Jennifer and I just ate like 4 jello shots w/ a guy dressed as inspector gadget. We are still in the capital building btw
I love Texas.
i just saw my boxers from 2 days ago stuck in a tree 4 miles from my house
"fuck a duck" is spelled out in chinese food on my counter... im kind of nervous to search the rest of my house......
She said "I only hook up with guys I'm dating"
So... What happend then?
We dated for an hour, i broke up with her after. BOOM.
I didn't know what to do with her so I just tied her to a bench.
I have a gash on my leg an a lobster leg in my purse.
I think I was using my hair to catch my vomit last night.
You were.
She has a boyfriend. But if he's a decent human being he understands blowjobs don't count as cheating with her. Keeping those miracles to himself is a crime against humanity.
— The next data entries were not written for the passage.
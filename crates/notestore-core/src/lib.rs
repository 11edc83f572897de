//! Core types for the notes store schema migration pipeline
//!
//! This crate provides:
//! - Schema descriptors and structural fingerprints (`ModelDescriptor`, `Fingerprint`)
//! - Record attribute values (`Value`)
//! - The shipped notes schema chain (`NotesModelVersion`)
//! - Configuration and data directory resolution
//! - The migration error taxonomy

#![forbid(unsafe_code)]

pub mod config;
pub mod error;
pub mod notes_model;
pub mod paths;
pub mod schema;
pub mod value;

// Re-export key types for convenience
pub use config::StoreConfig;
pub use error::{MigrationError, MigrationResult, TransformError};
pub use notes_model::NotesModelVersion;
pub use schema::{
    AttributeDescriptor, AttributeKind, EntityDescriptor, Fingerprint, ModelDescriptor,
    RelationshipDescriptor,
};
pub use value::Value;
how sketchy is it to eat a candy wrapped in masking tape from reggae night? because we totally just split it...
Im not coming back to that place until im drunk. If I walk in there sober Ill start screaming uncontrollably. Not words, just sounds.
He has what he calls a "Ben Franklin". It's a pubic hairdo based on the man himself; long on the sides and bald in the middle.
The fact that you think I have a life is so flattering to me.
suburban family judging/laughing at us after Jenna just pulled two flasks out of her boot on the subway
So I woke up this morning to find my laptop open, with a google search for "where to buy marble", and a hungover naked northern girl in my bed who told me that I claimed to be a sculptor last night and that I promised to sculpt a bust of her hands...
How dare sober me try to tell drunk me I can't eat the applesauce in the fridge! Stingy bitch IM EATING THE APPLESAUCE! you can tell sober me I said that.